O meu querido Chico Silveirinha

Poucos dias antes de morrer, o meu avô, já um esqueleto de pijama, pediu-me para ir à janela do corredor. Já não comia, pouco bebia, a vida já lhe era uma saudade qualquer que ainda lembrava porque é o coração o último soldado a morrer. Nas trincheiras do Hospital, seguimos, passo a passo, devagarinho, ele encostado a mim, eu encostado a ele, os ramos nus dos braços como árvores de Outono e a pele ou branca ou amarela, mas ainda capazes de fazer sentir o sangue, um último sangue que lá dentro pulsava. 

Eram talvez dez da noite e as horas não interessavam.

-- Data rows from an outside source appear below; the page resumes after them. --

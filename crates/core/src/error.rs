use std::sync::Arc;

use crate::{ResourceIdentity, ResourceRecord};

/// Error taxonomy of the synchronization and mutation engine.
#[derive(Debug, Clone, thiserror::Error)]
pub enum SyncError {
    /// Input YAML is invalid or lacks identity fields. User-correctable.
    #[error("malformed document: {0}")]
    MalformedDocument(String),
    /// Target identity is absent. User-correctable.
    #[error("resource not found: {0}")]
    ResourceNotFound(ResourceIdentity),
    /// Base token is stale. Carries the current state so the caller can re-diff.
    #[error("edit conflict on {}: current token is {}", .current.identity, .current.token)]
    EditConflict { current: Arc<ResourceRecord> },
    /// Transient network/API failure.
    #[error("cluster unavailable: {0}")]
    ClusterUnavailable(String),
    /// Caller cancelled or timed out before the mutation reached the cluster.
    #[error("cancelled before the mutation was issued")]
    Cancelled,
    /// Caller cancelled or timed out after the mutation was issued. The cache is
    /// reconciled from a fresh read in the background.
    #[error("outcome of mutation on {0} is indeterminate")]
    Indeterminate(ResourceIdentity),
}

impl SyncError {
    pub fn is_conflict(&self) -> bool { matches!(self, SyncError::EditConflict { .. }) }
}

pub type SyncResult<T> = Result<T, SyncError>;
//! Magnitude resource codec: wire documents <-> canonical YAML.
//!
//! `decode` turns user YAML into a [`Document`] and validates that it names a
//! resource. `encode` renders a document with a deterministic key order and, for
//! editing, without status and server-managed metadata.

#![forbid(unsafe_code)]

use metrics::counter;
use once_cell::sync::Lazy;
use regex::Regex;
use serde::Deserialize;
use serde_json::{Map, Value as Json};

use magnitude_core::{Document, DocumentLimits, ResourceIdentity, ResourceRecord, SyncError, SyncResult};

const ROOT_ORDER: &[&str] = &["apiVersion", "kind", "metadata", "spec", "data", "stringData", "binaryData"];
const METADATA_ORDER: &[&str] = &["name", "generateName", "namespace", "labels", "annotations", "ownerReferences", "finalizers"];
const SERVER_METADATA: &[&str] = &[
    "resourceVersion",
    "managedFields",
    "uid",
    "generation",
    "creationTimestamp",
    "selfLink",
    "deletionTimestamp",
    "deletionGracePeriodSeconds",
];
const LAST_APPLIED_ANNOTATION: &str = "kubectl.kubernetes.io/last-applied-configuration";

static NAMESPACE_RE: Lazy<Regex> = Lazy::new(|| Regex::new(r"^[a-z0-9]([-a-z0-9]*[a-z0-9])?$").expect("valid namespace regex"));
// Names only have to be valid path segments; some kinds (RBAC) allow ':' and upper case.
static NAME_RE: Lazy<Regex> = Lazy::new(|| Regex::new(r"^[^/%\s]+$").expect("valid name regex"));

fn malformed(msg: impl Into<String>) -> SyncError {
    counter!("codec_decode_err", 1u64);
    SyncError::MalformedDocument(msg.into())
}

/// Decode YAML text with default size limits.
pub fn decode(yaml: &str) -> SyncResult<Document> {
    decode_with(yaml, &DocumentLimits::default())
}

/// Decode a single YAML document into a structured document.
///
/// Fails with `MalformedDocument` on invalid syntax, a non-mapping root, more
/// than one document, exceeded size limits, or missing/invalid identity fields.
pub fn decode_with(yaml: &str, limits: &DocumentLimits) -> SyncResult<Document> {
    if yaml.len() > limits.max_bytes {
        return Err(malformed(format!("YAML payload too large (>{} bytes)", limits.max_bytes)));
    }
    let mut values: Vec<serde_yaml::Value> = Vec::with_capacity(1);
    for de in serde_yaml::Deserializer::from_str(yaml) {
        let v = serde_yaml::Value::deserialize(de).map_err(|e| malformed(format!("parsing YAML: {}", e)))?;
        values.push(v);
        if values.len() > 1 {
            return Err(malformed("expected a single YAML document"));
        }
    }
    let val = match values.pop() {
        Some(v) if !v.is_null() => v,
        _ => return Err(malformed("empty YAML document")),
    };
    let json = serde_json::to_value(val).map_err(|e| malformed(format!("converting YAML to JSON: {}", e)))?;
    if !json.is_object() {
        return Err(malformed("document root must be a mapping"));
    }
    if json_node_budget_exceeded(&json, limits.max_nodes) {
        return Err(malformed(format!("YAML document too complex (>{} nodes)", limits.max_nodes)));
    }
    validate_identity(&json)?;
    Ok(json)
}

/// Identity named by a decoded document.
pub fn identity_of(doc: &Document) -> SyncResult<ResourceIdentity> {
    validate_identity(doc)
}

fn validate_identity(doc: &Json) -> SyncResult<ResourceIdentity> {
    let id = ResourceIdentity::from_document(doc).map_err(|e| {
        counter!("codec_decode_err", 1u64);
        e
    })?;
    if id.name.len() > 253 || id.name == "." || id.name == ".." || !NAME_RE.is_match(&id.name) {
        return Err(malformed(format!("invalid metadata.name {:?}", id.name)));
    }
    if let Some(ns) = id.namespace.as_deref() {
        if ns.len() > 63 || !NAMESPACE_RE.is_match(ns) {
            return Err(malformed(format!("invalid metadata.namespace {:?}", ns)));
        }
    }
    Ok(id)
}

fn json_node_budget_exceeded(v: &Json, max: usize) -> bool {
    // Stops one past the budget; that is enough to tell "over" from "at".
    fn walk(v: &Json, cur: &mut usize, limit: usize) {
        if *cur >= limit { return; }
        *cur += 1;
        match v {
            Json::Object(map) => {
                for vv in map.values() {
                    if *cur >= limit { break; }
                    walk(vv, cur, limit);
                }
            }
            Json::Array(arr) => {
                for vv in arr.iter() {
                    if *cur >= limit { break; }
                    walk(vv, cur, limit);
                }
            }
            _ => {}
        }
    }
    let mut count = 0usize;
    walk(v, &mut count, max.saturating_add(1));
    count > max
}

/// Render a document as canonical YAML. With `include_status = false` the status
/// subtree and server-managed metadata are stripped first.
pub fn encode(doc: &Document, include_status: bool) -> SyncResult<String> {
    let canon = if include_status {
        canonicalize(doc)
    } else {
        let mut v = doc.clone();
        strip_server_fields(&mut v);
        canonicalize(&v)
    };
    serde_yaml::to_string(&canon).map_err(|e| SyncError::MalformedDocument(format!("rendering YAML: {}", e)))
}

pub fn encode_record(record: &ResourceRecord, include_status: bool) -> SyncResult<String> {
    if include_status {
        encode(&record.to_document(), true)
    } else {
        encode(&record.spec, false)
    }
}

/// Remove `status` and fields owned by the API server.
pub fn strip_server_fields(v: &mut Json) {
    let Some(obj) = v.as_object_mut() else { return };
    obj.remove("status");
    if let Some(meta) = obj.get_mut("metadata").and_then(|m| m.as_object_mut()) {
        for key in SERVER_METADATA {
            meta.remove(*key);
        }
        let emptied = match meta.get_mut("annotations").and_then(|a| a.as_object_mut()) {
            Some(annos) => {
                annos.remove(LAST_APPLIED_ANNOTATION);
                annos.is_empty()
            }
            None => false,
        };
        if emptied {
            meta.remove("annotations");
        }
    }
}

#[derive(Clone, Copy)]
enum Level {
    Root,
    Metadata,
    Nested,
}

/// Deterministic key order: well-known keys first, remaining keys alphabetically,
/// `status` last at the root. Sequences keep their element order.
pub fn canonicalize(v: &Json) -> Json {
    canonical_at(v, Level::Root)
}

fn canonical_at(v: &Json, level: Level) -> Json {
    match v {
        Json::Object(map) => {
            let priority: &[&str] = match level {
                Level::Root => ROOT_ORDER,
                Level::Metadata => METADATA_ORDER,
                Level::Nested => &[],
            };
            let mut keys: Vec<&String> = map.keys().collect();
            keys.sort_by(|a, b| sort_key(a, priority, level).cmp(&sort_key(b, priority, level)));
            let mut out = Map::with_capacity(map.len());
            for k in keys {
                let child_level = match level {
                    Level::Root if k == "metadata" => Level::Metadata,
                    _ => Level::Nested,
                };
                out.insert(k.clone(), canonical_at(&map[k.as_str()], child_level));
            }
            Json::Object(out)
        }
        Json::Array(items) => Json::Array(items.iter().map(|i| canonical_at(i, Level::Nested)).collect()),
        other => other.clone(),
    }
}

fn sort_key<'a>(k: &'a str, priority: &[&str], level: Level) -> (usize, &'a str) {
    if matches!(level, Level::Root) && k == "status" {
        return (usize::MAX, k);
    }
    match priority.iter().position(|p| *p == k) {
        Some(i) => (i, ""),
        None => (priority.len(), k),
    }
}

Abri a janela, no nariz alentejano do meu avô passou uma brisa, um cheiro a luzes e a Lua. Cheirava a estrelas. Os olhos incendiados de despedida. O meu corpo a abraçá-lo como se eu é que fosse o avô do meu avô. Era noite, a vida estava quase a fechar, e os seus olhos abertos para a última imagem: um céu cheio de pirilampos. Apertou-me o braço, sorriu-me, olhou-me com olhos de criança e eu levei-o à cama para o aconchegar no sono dos sonhos dos sonhos do sono. 

Se a vida fosse perfeita como nos maus filmes, então eu teria posto o Carlos do Carmo, que era um amor do meu avô e que também é um amor meu por causa do meu avô. Na sala a respirar o odor da terra do caminho que vai da vida para a morte, em loop o final da «Madrugada»:

«Mas quase, ao romper da aurora, há uma guitarra que chora: saudades da minha vida.»